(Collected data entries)
________________________________________
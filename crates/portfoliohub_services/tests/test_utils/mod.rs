//! Test utilities for PortfolioHub workflow tests.
//!
//! Wires every service against in-memory stores, a manual clock and a
//! scriptable moderator.

#![allow(dead_code)]

use async_trait::async_trait;
use chrono::{DateTime, Utc};
use portfoliohub_core::{
    Account, AccountId, Listing, ListingDraft, ListingId, ListingStatus, ModerationVerdict,
    RewardTable, Role,
};
use portfoliohub_error::{HubResult, ModerationError, ModerationErrorKind, StoreError, StoreErrorKind};
use portfoliohub_interface::{AccountStore, Clock, ListingStore, Moderator, Snapshot};
use portfoliohub_moderation::{FallbackModerator, ModerationGateway};
use portfoliohub_services::{
    AdminCredentials, AdminService, CommentWorkflow, ExchangeService, InteractionService, Ledger,
    ListingService, ProbabilisticViewAward, ViewAwardPolicy,
};
use portfoliohub_storage::{
    InMemoryAccountStore, InMemoryCommentStore, InMemoryConfigStore, InMemoryListingStore,
    ManualClock,
};
use std::sync::Arc;
use std::sync::atomic::{AtomicUsize, Ordering};
use tokio::sync::{Notify, watch};

/// Fixed start instant for deterministic timestamps.
pub fn epoch() -> DateTime<Utc> {
    DateTime::from_timestamp(1_750_000_000, 0).unwrap()
}

/// What a [`ScriptedModerator`] answers.
#[derive(Debug, Clone)]
pub enum ModeratorScript {
    /// Approve everything
    Approve,
    /// Reject everything with the reason
    Reject(String),
    /// Fail every call
    Fail,
}

/// Moderator double that counts calls.
#[derive(Debug)]
pub struct ScriptedModerator {
    script: ModeratorScript,
    calls: AtomicUsize,
}

impl ScriptedModerator {
    pub fn new(script: ModeratorScript) -> Self {
        Self {
            script,
            calls: AtomicUsize::new(0),
        }
    }

    pub fn calls(&self) -> usize {
        self.calls.load(Ordering::SeqCst)
    }
}

#[async_trait]
impl Moderator for ScriptedModerator {
    async fn moderate(&self, _text: &str) -> HubResult<ModerationVerdict> {
        self.calls.fetch_add(1, Ordering::SeqCst);
        match &self.script {
            ModeratorScript::Approve => Ok(ModerationVerdict::approved(0.9)),
            ModeratorScript::Reject(reason) => Ok(ModerationVerdict::rejected(reason.clone(), 0.9)),
            ModeratorScript::Fail => Err(ModerationError::new(ModerationErrorKind::Unavailable(
                "scripted outage".to_string(),
            ))
            .into()),
        }
    }
}

/// Moderator that signals when a call starts and answers only when released.
#[derive(Debug)]
pub struct GatedModerator {
    verdict: ModerationVerdict,
    pub started: Notify,
    pub release: Notify,
}

impl GatedModerator {
    pub fn new(verdict: ModerationVerdict) -> Self {
        Self {
            verdict,
            started: Notify::new(),
            release: Notify::new(),
        }
    }
}

#[async_trait]
impl Moderator for GatedModerator {
    async fn moderate(&self, _text: &str) -> HubResult<ModerationVerdict> {
        self.started.notify_one();
        self.release.notified().await;
        Ok(self.verdict.clone())
    }
}

/// Listing store whose inserts always fail.
#[derive(Debug, Default)]
pub struct FailingListingStore {
    inner: InMemoryListingStore,
}

#[async_trait]
impl ListingStore for FailingListingStore {
    async fn insert_listing(&self, _listing: &Listing) -> HubResult<()> {
        Err(StoreError::new(StoreErrorKind::Unavailable("write rejected".to_string())).into())
    }

    async fn listing(&self, id: &ListingId) -> HubResult<Option<Listing>> {
        self.inner.listing(id).await
    }

    async fn listings(&self) -> HubResult<Vec<Listing>> {
        self.inner.listings().await
    }

    async fn listings_with_status(&self, status: ListingStatus) -> HubResult<Vec<Listing>> {
        self.inner.listings_with_status(status).await
    }

    async fn increment_counters(&self, id: &ListingId, likes: u64, views: u64) -> HubResult<Listing> {
        self.inner.increment_counters(id, likes, views).await
    }

    async fn set_status(&self, id: &ListingId, status: ListingStatus) -> HubResult<Listing> {
        self.inner.set_status(id, status).await
    }

    async fn delete_listing(&self, id: &ListingId) -> HubResult<()> {
        self.inner.delete_listing(id).await
    }

    fn watch_listings(&self) -> watch::Receiver<Snapshot<Listing>> {
        self.inner.watch_listings()
    }
}

/// Every service over shared in-memory stores.
pub struct TestHub {
    pub clock: ManualClock,
    pub accounts: Arc<InMemoryAccountStore>,
    pub listing_store: Arc<dyn ListingStore>,
    pub comment_store: Arc<InMemoryCommentStore>,
    pub config_store: Arc<InMemoryConfigStore>,
    pub ledger: Ledger,
    pub listings: ListingService,
    pub comments: CommentWorkflow,
    pub interactions: InteractionService,
    pub exchange: ExchangeService,
    pub admin: AdminService,
}

impl TestHub {
    /// Fallback-only moderation, views never paid.
    pub fn new() -> Self {
        Self::build(
            Arc::new(ModerationGateway::fallback_only(FallbackModerator::default())),
            Arc::new(ProbabilisticViewAward::new(0.0, Some(1))),
            Arc::new(InMemoryListingStore::new()),
        )
    }

    pub fn with_moderator(moderator: Arc<dyn Moderator>) -> Self {
        Self::build(
            moderator,
            Arc::new(ProbabilisticViewAward::new(0.0, Some(1))),
            Arc::new(InMemoryListingStore::new()),
        )
    }

    pub fn with_view_policy(policy: Arc<dyn ViewAwardPolicy>) -> Self {
        Self::build(
            Arc::new(ModerationGateway::fallback_only(FallbackModerator::default())),
            policy,
            Arc::new(InMemoryListingStore::new()),
        )
    }

    pub fn with_listing_store(store: Arc<dyn ListingStore>) -> Self {
        Self::build(
            Arc::new(ModerationGateway::fallback_only(FallbackModerator::default())),
            Arc::new(ProbabilisticViewAward::new(0.0, Some(1))),
            store,
        )
    }

    /// Must be called inside a Tokio runtime: spawns the moderation worker.
    pub fn build(
        moderator: Arc<dyn Moderator>,
        policy: Arc<dyn ViewAwardPolicy>,
        listing_store: Arc<dyn ListingStore>,
    ) -> Self {
        let clock = ManualClock::at(epoch());
        let shared_clock: Arc<dyn Clock> = Arc::new(clock.clone());
        let accounts = Arc::new(InMemoryAccountStore::new());
        let comment_store = Arc::new(InMemoryCommentStore::new());
        let config_store = Arc::new(InMemoryConfigStore::new());
        let ledger = Ledger::new(accounts.clone(), RewardTable::default());

        let (comments, worker) = CommentWorkflow::new(
            comment_store.clone(),
            moderator,
            ledger.clone(),
            Arc::clone(&shared_clock),
            500,
        );
        worker.spawn();

        let listings = ListingService::new(
            Arc::clone(&listing_store),
            ledger.clone(),
            Arc::clone(&shared_clock),
        );
        let interactions = InteractionService::new(
            Arc::clone(&listing_store),
            ledger.clone(),
            policy,
            Arc::clone(&shared_clock),
        );
        let exchange = ExchangeService::new(ledger.clone());
        let admin = AdminService::new(
            Arc::clone(&listing_store),
            config_store.clone(),
            comments.clone(),
            ledger.clone(),
            shared_clock,
        )
        .with_credentials(AdminCredentials::new("root", "hunter22"));

        Self {
            clock,
            accounts,
            listing_store,
            comment_store,
            config_store,
            ledger,
            listings,
            comments,
            interactions,
            exchange,
            admin,
        }
    }

    /// Insert an account with explicit balances and role.
    pub async fn account(&self, id: &str, role: Role, points: i64, credits: i64) -> Account {
        let mut account =
            Account::new_member(AccountId::from(id), id.to_uppercase(), None, points, self.clock.now());
        account.role = role;
        account.credits = credits;
        self.accounts.insert_account(&account).await.unwrap();
        account
    }

    pub async fn member(&self, id: &str, points: i64, credits: i64) -> Account {
        self.account(id, Role::Member, points, credits).await
    }

    /// Current (points, credits) of an account.
    pub async fn balances(&self, id: &AccountId) -> (i64, i64) {
        let account = self.ledger.account(id).await.unwrap();
        (account.points, account.credits)
    }
}

pub fn draft(title: &str) -> ListingDraft {
    ListingDraft::builder()
        .title(title)
        .description("Work in progress")
        .image_url("https://img.example/cover.png")
        .tags("illustration, , color ")
        .build()
        .unwrap()
}
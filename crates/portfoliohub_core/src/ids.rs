//! Document identifiers.

use serde::{Deserialize, Serialize};

/// Opaque account id issued by the identity provider.
///
/// # Examples
///
/// ```
/// use portfoliohub_core::AccountId;
///
/// let id = AccountId::from("user-42");
/// assert_eq!(id.to_string(), "user-42");
/// ```
#[derive(
    Debug, Clone, PartialEq, Eq, PartialOrd, Ord, Hash, Serialize, Deserialize, derive_more::Display,
)]
#[serde(transparent)]
#[display("{}", _0)]
pub struct AccountId(pub String);

/// Portfolio listing id.
#[derive(
    Debug, Clone, PartialEq, Eq, PartialOrd, Ord, Hash, Serialize, Deserialize, derive_more::Display,
)]
#[serde(transparent)]
#[display("{}", _0)]
pub struct ListingId(pub String);

/// Comment id.
#[derive(
    Debug, Clone, PartialEq, Eq, PartialOrd, Ord, Hash, Serialize, Deserialize, derive_more::Display,
)]
#[serde(transparent)]
#[display("{}", _0)]
pub struct CommentId(pub String);

macro_rules! string_id {
    ($name:ident) => {
        impl $name {
            /// Borrow the raw id.
            pub fn as_str(&self) -> &str {
                &self.0
            }
        }

        impl From<&str> for $name {
            fn from(value: &str) -> Self {
                Self(value.to_string())
            }
        }

        impl From<String> for $name {
            fn from(value: String) -> Self {
                Self(value)
            }
        }
    };
}

string_id!(AccountId);
string_id!(ListingId);
string_id!(CommentId);

impl ListingId {
    /// Generate a fresh random listing id.
    pub fn generate() -> Self {
        Self(uuid::Uuid::new_v4().to_string())
    }
}

impl CommentId {
    /// Generate a fresh random comment id.
    pub fn generate() -> Self {
        Self(uuid::Uuid::new_v4().to_string())
    }
}
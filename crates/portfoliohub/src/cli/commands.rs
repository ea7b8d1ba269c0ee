//! CLI command definitions.

use clap::{Parser, Subcommand};
use std::path::PathBuf;

/// PortfolioHub - portfolio listings with a points and credits economy
#[derive(Parser, Debug)]
#[command(name = "portfoliohub")]
#[command(about = "Portfolio listings with a points and credits economy and moderated comments", long_about = None)]
#[command(version)]
pub struct Cli {
    /// Command to execute
    #[command(subcommand)]
    pub command: Commands,

    /// Load this file instead of the layered configuration
    #[arg(short, long, global = true)]
    pub config: Option<PathBuf>,

    /// Enable verbose logging
    #[arg(short, long, global = true)]
    pub verbose: bool,
}

/// Available commands
#[derive(Subcommand, Debug)]
pub enum Commands {
    /// List the credit packages and their exchange rates
    Packages,

    /// Run a comment through the moderation gateway
    Moderate {
        /// Comment text
        text: String,
    },

    /// Run the buy, publish, like and comment scenario in memory
    Simulate,

    /// Print the effective configuration with secrets redacted
    Config,
}
//! Chat completions data transfer objects.

use derive_builder::Builder;
use derive_getters::Getters;
use serde::{Deserialize, Serialize};

/// One message in a chat completions request.
#[derive(Debug, Clone, PartialEq, Eq, Hash, Serialize, Deserialize, Builder, Getters)]
#[builder(setter(into))]
pub struct ChatMessage {
    /// `system` or `user`
    role: String,
    /// Message text
    content: String,
}

impl ChatMessage {
    /// Creates a new builder for `ChatMessage`.
    pub fn builder() -> ChatMessageBuilder {
        ChatMessageBuilder::default()
    }
}

/// Chat completions request body.
#[derive(Debug, Clone, PartialEq, Serialize, Deserialize, Builder, Getters)]
#[builder(setter(into))]
pub struct ChatRequest {
    /// Model identifier
    model: String,
    /// Policy prompt followed by the comment
    messages: Vec<ChatMessage>,
    /// Completion token limit
    max_tokens: u32,
    /// Sampling temperature
    temperature: f32,
}

impl ChatRequest {
    /// Creates a new builder for `ChatRequest`.
    pub fn builder() -> ChatRequestBuilder {
        ChatRequestBuilder::default()
    }
}

/// Assistant message inside a choice.
#[derive(Debug, Clone, PartialEq, Eq, Serialize, Deserialize, Getters)]
pub struct ChatChoiceMessage {
    /// Message text, absent on some provider errors
    #[serde(default)]
    content: Option<String>,
}

/// One completion choice.
#[derive(Debug, Clone, PartialEq, Eq, Serialize, Deserialize, Getters)]
pub struct ChatChoice {
    /// Generated message
    message: ChatChoiceMessage,
}

/// Chat completions response body.
#[derive(Debug, Clone, PartialEq, Eq, Serialize, Deserialize, Getters)]
pub struct ChatResponse {
    /// Completion choices
    #[serde(default)]
    choices: Vec<ChatChoice>,
}

impl ChatResponse {
    /// Text of the first choice.
    pub fn first_content(&self) -> Option<&str> {
        self.choices
            .first()
            .and_then(|choice| choice.message.content.as_deref())
    }
}

/// Decision JSON the policy prompt asks the model to answer with.
#[derive(Debug, Clone, PartialEq, Serialize, Deserialize)]
#[serde(deny_unknown_fields)]
pub struct VerdictPayload {
    /// Whether the comment may be published
    pub approved: bool,
    /// Rejection reason
    #[serde(default)]
    pub reason: Option<String>,
    /// Confidence, clamped to `[0, 1]`, 0.5 when absent
    #[serde(default)]
    pub confidence: Option<f64>,
}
________________________________________
- [What to produce]:
Could you transcribe the entries above word for word, from the line with "filename crates/portfoliohub/src/cli/commands.rs" down to the line with "#[derive(Parser, Debug)]", keeping both?

- [Task response]:
filename crates/portfoliohub/src/cli/commands.rs
repository ea7b8d1ba269c0ee
//! CLI command definitions.

use clap::{Parser, Subcommand};
use std::path::PathBuf;

/// PortfolioHub - portfolio listings with a points and credits economy
#[derive(Parser, Debug)]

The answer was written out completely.